Operating the harvester
Increased harvesting efficiency can be achieved if the harvester is run at the correct speed by a skilled and experienced operator.
- Higher harvesting recovery and good crop quality have been found if the harvester maintains a speed of 20 kilometres per hour (kph) or 12-13 miles per hour.
- If the speed is higher than 20 kph (13 mph), damage to the plant and crop loss have been noted as a result of: immature seeds being knocked off the panicles; plant stems being broken and whole panicles being cut off.
- If the harvester is running slower than 12 mph, it does not create enough impact to knock the wild rice kernels into the table.
- It is recommended that harvesters use a Global Positioning System (GPS) unit to measure their harvesting speed. The cost of these units has decreased substantially making them a good investment for harvesters.
- Beater bars fitted across the table have been found to improve harvester efficiency, but their number, spacing, and angle can affect recovery.
- Some harvesters use a plastic mesh with openings of 2 x 4 inches set at an angle inside the table. However, caution is advised when using the wire mesh because immature grains can be harvested if the speed is not correct.
- The height of the table relative to the panicle is also important. A support mechanism which allows the table to be lowered close to the surface of the water is essential in short rice.
Wild rice harvesting is made difficult by the absence of a clear line of travel across the stand. If maximum production is to be achieved, it is necessary to harvest the crop efficiently, which means covering the entire wild rice stand during the operation with the least possible overlap. Skilled operators are able to achieve this by:
- Organizing the harvest operation. The widely used practice is to start at one end of the stand and continue to harvest back and forth until the entire area has been covered. This method allows the operator to establish a reliable line of reference, partly because the plants recently harvested are still bent and wet, and also because he can recollect the last line of travel.
- Another indicator that will be useful to the harvester operator in determining whether the area has just been harvested is the difference in the colour of the grain: mature grain looks darker, brownish or blackish in colour; immature grain that is still left on the panicle will be paler, often greenish in colour.
Care of freshly harvested wild rice
Cleaning the rice
Before unloading the rice, leaves, broken panicles, stems and other debris should be removed.

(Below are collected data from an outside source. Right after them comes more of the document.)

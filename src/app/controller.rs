// Playback controller - user-facing operations on top of the engine
//
// Keeps the user's settings, pushes them into the engine, saves them on
// every change and turns beat events into pulse/haptic feedback.

use std::time::{Duration, Instant};

use crossbeam_channel::Receiver;

use super::feedback::{HapticDevice, PulseIndicator, PulseState, haptic_pattern};
use super::settings::{MAX_TIME_SIGNATURE, Settings, SettingsStore, load_settings, save_settings};
use crate::error::MetronomeError;
use crate::runtime::MetronomeHandle;
use crate::sequencer::events::BeatEvent;
use crate::sequencer::tap_tempo::TapTempo;
use crate::sequencer::tempo::clamp_bpm;
use crate::synth::sound::ClickSoundType;

/// Which click pitches the user set by hand
///
/// An overridden pitch survives the next sound change, which then clears
/// the flag.
#[derive(Debug, Clone, Copy, Default, PartialEq, Eq)]
pub struct FrequencyOverrides {
    pub accent: bool,
    pub beat: bool,
}

impl FrequencyOverrides {
    /// Pitches differing from the table defaults of the saved sound
    pub fn detect(settings: &Settings) -> Self {
        let profile = settings.click_sound_type.profile();
        Self {
            accent: settings.accent_frequency != profile.accent_frequency,
            beat: settings.beat_frequency != profile.beat_frequency,
        }
    }
}

pub struct PlaybackController<S: SettingsStore> {
    engine: MetronomeHandle,
    store: S,
    settings: Settings,
    overrides: FrequencyOverrides,
    is_playing: bool,
    tap_tempo: TapTempo,
    beats: Receiver<BeatEvent>,
    pulse: PulseIndicator,
    haptics: Option<Box<dyn HapticDevice>>,
}

impl<S: SettingsStore> PlaybackController<S> {
    /// Load saved settings (defaults when missing or unreadable) and hand them
    /// to the engine
    pub fn new(engine: MetronomeHandle, store: S) -> Result<Self, MetronomeError> {
        let settings = match load_settings(&store) {
            Ok(Some(settings)) => {
                log::info!("Loaded saved settings");
                settings
            }
            Ok(None) => Settings::default(),
            Err(e) => {
                log::warn!("Failed to load settings, using defaults: {}", e);
                Settings::default()
            }
        };

        let beats = engine.subscribe()?;
        engine.update_settings(settings.tempo_config())?;

        Ok(Self {
            engine,
            store,
            overrides: FrequencyOverrides::detect(&settings),
            settings,
            is_playing: false,
            tap_tempo: TapTempo::new(),
            beats,
            pulse: PulseIndicator::new(),
            haptics: None,
        })
    }

    pub fn with_haptics(mut self, device: Box<dyn HapticDevice>) -> Self {
        self.haptics = Some(device);
        self
    }

    pub fn settings(&self) -> &Settings {
        &self.settings
    }

    pub fn overrides(&self) -> FrequencyOverrides {
        self.overrides
    }

    pub fn is_playing(&self) -> bool {
        self.is_playing
    }

    pub fn store(&self) -> &S {
        &self.store
    }

    /// Start when stopped, stop when playing; returns the new playing state
    pub fn toggle(&mut self) -> Result<bool, MetronomeError> {
        if self.is_playing {
            self.stop();
        } else {
            self.start()?;
        }
        Ok(self.is_playing)
    }

    pub fn start(&mut self) -> Result<(), MetronomeError> {
        if self.is_playing {
            return Ok(());
        }

        self.engine.update_settings(self.settings.tempo_config())?;
        self.engine.start()?;
        self.is_playing = true;
        Ok(())
    }

    pub fn stop(&mut self) {
        self.engine.stop();
        self.is_playing = false;
        self.pulse.clear();
    }

    /// Set the tempo (clamped); applied live without restarting the bar
    pub fn set_bpm(&mut self, bpm: f64) -> f64 {
        let bpm = clamp_bpm(bpm);
        self.settings.bpm = bpm;
        if self.is_playing {
            self.engine.update_bpm(bpm);
        }
        self.persist();
        bpm
    }

    pub fn increment_bpm(&mut self) -> f64 {
        self.set_bpm(self.settings.bpm + 1.0)
    }

    pub fn decrement_bpm(&mut self) -> f64 {
        self.set_bpm(self.settings.bpm - 1.0)
    }

    /// Record a tap; adopts the estimated tempo once there is one
    pub fn tap(&mut self, timestamp: Duration) -> Option<f64> {
        let bpm = self.tap_tempo.record_tap(timestamp)?;
        Some(self.set_bpm(bpm))
    }

    pub fn set_time_signature(&mut self, beats_per_bar: u32) -> Result<(), MetronomeError> {
        if !(1..=MAX_TIME_SIGNATURE).contains(&beats_per_bar) {
            return Err(MetronomeError::InvalidSettings(format!(
                "Time signature must be between 1 and {}, got {}",
                MAX_TIME_SIGNATURE, beats_per_bar
            )));
        }
        self.apply(Settings {
            time_signature: beats_per_bar,
            ..self.settings.clone()
        })
    }

    pub fn set_subdivision(&mut self, multiplier: f64) -> Result<(), MetronomeError> {
        self.apply(Settings {
            subdivision_multiplier: multiplier,
            ..self.settings.clone()
        })
    }

    pub fn set_accent_on_downbeat(&mut self, enabled: bool) -> Result<(), MetronomeError> {
        self.apply(Settings {
            accent_on_downbeat: enabled,
            ..self.settings.clone()
        })
    }

    pub fn set_sound_enabled(&mut self, enabled: bool) -> Result<(), MetronomeError> {
        self.apply(Settings {
            sound_enabled: enabled,
            ..self.settings.clone()
        })
    }

    /// Presentation only, the engine is not involved
    pub fn set_haptics_enabled(&mut self, enabled: bool) {
        self.settings.haptics_enabled = enabled;
        self.persist();
    }

    /// Switch sound; pitches the user did not override follow the new
    /// sound's defaults
    pub fn set_sound_type(&mut self, sound: ClickSoundType) -> Result<(), MetronomeError> {
        let profile = sound.profile();
        let mut next = Settings {
            click_sound_type: sound,
            ..self.settings.clone()
        };
        if !self.overrides.accent {
            next.accent_frequency = profile.accent_frequency;
        }
        if !self.overrides.beat {
            next.beat_frequency = profile.beat_frequency;
        }

        self.apply(next)?;
        self.overrides = FrequencyOverrides::default();
        Ok(())
    }

    pub fn set_accent_frequency(&mut self, hz: f32) -> Result<(), MetronomeError> {
        self.apply(Settings {
            accent_frequency: hz,
            ..self.settings.clone()
        })?;
        self.overrides.accent = true;
        Ok(())
    }

    pub fn set_beat_frequency(&mut self, hz: f32) -> Result<(), MetronomeError> {
        self.apply(Settings {
            beat_frequency: hz,
            ..self.settings.clone()
        })?;
        self.overrides.beat = true;
        Ok(())
    }

    /// Drain beat events and drive the pulse and haptics
    ///
    /// Events arriving while stopped (trailing clicks) are discarded.
    pub fn poll_feedback(&mut self, now: Instant) -> Vec<BeatEvent> {
        let events: Vec<BeatEvent> = self.beats.try_iter().collect();
        if !self.is_playing {
            return Vec::new();
        }

        for event in &events {
            self.pulse.trigger(now, event.is_downbeat);

            if self.settings.haptics_enabled
                && let Some(device) = self.haptics.as_mut()
                && device.is_supported()
            {
                device.vibrate(haptic_pattern(event.is_downbeat));
            }
        }
        events
    }

    pub fn pulse_state(&self, now: Instant) -> PulseState {
        self.pulse.state(now)
    }

    /// Validate, push to the engine when playing, then keep and save
    fn apply(&mut self, next: Settings) -> Result<(), MetronomeError> {
        let tempo = next.tempo_config();
        tempo.validate()?;

        if self.is_playing {
            self.engine.update_settings(tempo)?;
        }

        self.settings = next;
        self.persist();
        Ok(())
    }

    fn persist(&mut self) {
        if let Err(e) = save_settings(&mut self.store, &self.settings) {
            log::warn!("Failed to save settings: {}", e);
        }
    }
}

Only clean rice should be bagged.
Storing the rice
It is important to let the harvesting crew know what the crop is going to be used for and advise them on how it should be handled.

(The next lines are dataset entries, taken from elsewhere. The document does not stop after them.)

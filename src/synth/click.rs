// Click synthesizer - turns (time, pitch, sound) into a scheduled transient
//
// The synthesizer does no scheduling of its own: it trusts the caller's
// absolute time and hands a fully described click to the output, which plays
// it sample-accurately.

use super::envelope::ClickEnvelope;
use super::oscillator::WaveformType;
use super::sound::ClickSoundType;

/// One audio transient anchored at an absolute time on the playback clock
#[derive(Debug, Clone, Copy, PartialEq)]
pub struct ScheduledClick {
    /// Playback clock time (seconds) of the first sample
    pub start_time: f64,
    pub frequency: f32,
    pub waveform: WaveformType,
    pub envelope: ClickEnvelope,
    pub is_downbeat: bool,
}

impl ScheduledClick {
    pub fn end_time(&self) -> f64 {
        self.start_time + self.envelope.duration() as f64
    }
}

/// Anything that accepts scheduled clicks (audio outputs, recorders)
pub trait ClickSink {
    fn schedule_click(&mut self, click: ScheduledClick);
}

#[derive(Debug, Clone, Copy, Default)]
pub struct ClickSynthesizer;

impl ClickSynthesizer {
    /// Build the click for `sound_type` without sending it anywhere
    pub fn prepare(
        time: f64,
        frequency: f32,
        duration: f32,
        is_downbeat: bool,
        sound_type: ClickSoundType,
    ) -> ScheduledClick {
        let profile = sound_type.profile();

        ScheduledClick {
            start_time: time,
            frequency,
            waveform: profile.waveform,
            envelope: ClickEnvelope::new(profile.envelope(is_downbeat), duration),
            is_downbeat,
        }
    }

    /// Program one click at absolute `time` on `sink`
    pub fn render<S: ClickSink + ?Sized>(
        &self,
        sink: &mut S,
        time: f64,
        frequency: f32,
        duration: f32,
        is_downbeat: bool,
        sound_type: ClickSoundType,
    ) {
        let click = Self::prepare(time, frequency, duration, is_downbeat, sound_type);
        log::trace!(
            "click @ {:.4}s {} Hz ({}{})",
            time,
            frequency,
            sound_type,
            if is_downbeat { ", accent" } else { "" }
        );
        sink.schedule_click(click);
    }
}

impl ClickSink for Vec<ScheduledClick> {
    fn schedule_click(&mut self, click: ScheduledClick) {
        self.push(click);
    }
}
// Tap tempo - BPM estimate from a sequence of taps

use super::tempo::clamp_bpm;
use std::collections::VecDeque;
use std::time::Duration;

/// Taps kept in history
pub const MAX_TAPS: usize = 10;

/// Estimates BPM from tap timestamps
///
/// Timestamps are durations since any fixed reference (an `Instant` captured at
/// startup, an input event clock...). Intervals far from the median are treated
/// as missed or doubled taps and ignored.
#[derive(Debug, Clone, Default)]
pub struct TapTempo {
    taps: VecDeque<Duration>,
}

impl TapTempo {
    pub fn new() -> Self {
        Self {
            taps: VecDeque::with_capacity(MAX_TAPS),
        }
    }

    /// Record a tap; returns the new estimate when one can be made
    pub fn record_tap(&mut self, timestamp: Duration) -> Option<f64> {
        if let Some(&last) = self.taps.back()
            && timestamp <= last
        {
            log::debug!("Tap timestamp went backwards, restarting tap history");
            self.taps.clear();
        }

        self.taps.push_back(timestamp);
        if self.taps.len() > MAX_TAPS {
            self.taps.pop_front();
        }

        self.estimate()
    }

    /// Current estimate from the recorded taps
    pub fn estimate(&self) -> Option<f64> {
        if self.taps.len() < 2 {
            return None;
        }

        let intervals: Vec<f64> = self
            .taps
            .iter()
            .zip(self.taps.iter().skip(1))
            .map(|(a, b)| (*b - *a).as_secs_f64() * 1000.0)
            .collect();

        let mut sorted = intervals.clone();
        sorted.sort_by(|a, b| a.total_cmp(b));
        let median = sorted[sorted.len() / 2];

        let (low, high) = (median * 0.5, median * 2.0);
        let kept: Vec<f64> = intervals
            .into_iter()
            .filter(|&ms| ms >= low && ms <= high)
            .collect();

        if kept.is_empty() {
            return None;
        }

        let average_ms = kept.iter().sum::<f64>() / kept.len() as f64;
        if average_ms <= 0.0 {
            return None;
        }

        Some(clamp_bpm((60_000.0 / average_ms).round()))
    }

    pub fn tap_count(&self) -> usize {
        self.taps.len()
    }

    pub fn reset(&mut self) {
        self.taps.clear();
    }
}
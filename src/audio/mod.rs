// Audio module - output abstraction, CPAL backend and playback clock

pub mod device;
pub mod dsp_utils;
pub mod engine;
pub mod manual;
pub mod output;
pub mod parameters;
pub mod timing;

Wild rice intended for seed
Bagged rice intended for seed should be tied tightly and kept moist until it is seeded. If it is not going to be seeded immediately, it should be stored under water in a protected site. The bags should be well secured to prevent them from drifting away.

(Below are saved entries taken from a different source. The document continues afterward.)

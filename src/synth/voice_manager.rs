// Voice Manager - fixed pool of click voices for the output callback

use super::click::ScheduledClick;
use super::voice::ClickVoice;

/// At 300 BPM sixteenths a click starts every 50ms; 100ms of look-ahead plus
/// the click tails never needs more than a handful of voices
pub const MAX_VOICES: usize = 16;

pub struct VoiceManager {
    voices: [ClickVoice; MAX_VOICES],
    sample_rate: f32,
    /// Incremented on each scheduled click for voice stealing priority
    age_counter: u64,
}

impl VoiceManager {
    pub fn new(sample_rate: f32) -> Self {
        // Pre-allocate all voices
        let voices = std::array::from_fn(|_| ClickVoice::new(sample_rate));

        Self {
            voices,
            sample_rate,
            age_counter: 0,
        }
    }

    /// Frame on which a click starting at `time` seconds must begin
    pub fn start_frame_for(&self, time: f64) -> u64 {
        if time <= 0.0 {
            return 0;
        }
        (time * self.sample_rate as f64).ceil() as u64
    }

    /// Arm a voice for `click`; `current_frame` is the next frame to render
    ///
    /// Clicks whose start already passed begin on `current_frame`.
    pub fn schedule(&mut self, click: &ScheduledClick, current_frame: u64) {
        self.age_counter = self.age_counter.wrapping_add(1);
        let start_frame = self.start_frame_for(click.start_time).max(current_frame);

        if let Some(voice) = self.voices.iter_mut().find(|v| !v.is_active()) {
            voice.trigger(click, start_frame, self.age_counter);
            return;
        }

        let victim = self.find_voice_to_steal(current_frame);
        self.voices[victim].trigger(click, start_frame, self.age_counter);
    }

    /// Prefer the oldest sounding voice; a pending voice is only stolen when
    /// every voice is pending
    fn find_voice_to_steal(&self, current_frame: u64) -> usize {
        self.voices
            .iter()
            .enumerate()
            .min_by_key(|(_, voice)| (voice.is_pending(current_frame), voice.get_age()))
            .map(|(i, _)| i)
            .unwrap_or(0)
    }

    /// Mix of every voice at absolute frame `frame`
    pub fn next_sample(&mut self, frame: u64) -> f32 {
        self.voices.iter_mut().map(|v| v.render_frame(frame)).sum()
    }

    pub fn active_voice_count(&self) -> usize {
        self.voices.iter().filter(|v| v.is_active()).count()
    }

    pub fn reset(&mut self) {
        for voice in &mut self.voices {
            voice.reset();
        }
    }
}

Wild rice intended for processing
If rice is to be sold for processing, it should be delivered to the buying depot as soon as possible. If delivery is delayed, keep the bags open, standing up and in the shade. Wild rice can spoil rapidly if not handled properly. Spoiled rice should not be sent for processing.
Calendar of events for the Wild Rice Crop Year in Saskatchewan
||Check water depth. Remove debris that obstructs water flow
||Changing water depth can be critical. Strong winds could seriously damage crop.
||Check uniformity of growth. Watch for wildlife that could damage the crop.
||Observe tiller development. High water levels may reduce tillering.
||Observe flower development. Uniform flowering is essential for a good crop.
Crop Insurance for Wild Rice
The Saskatchewan Crop Insurance Corporation (SCIC) has supported a wild rice crop insurance program since 2006. Coverage is based on the average production for the three wild rice production regions (Eastern, Central, and Western). Claims are triggered when the region reports annual production less than the average historical production, and is due to an insurable cause of loss, i.e. frost, wind, excessive rain, lightning, hurricane, tornado, insects, plant diseases or hail.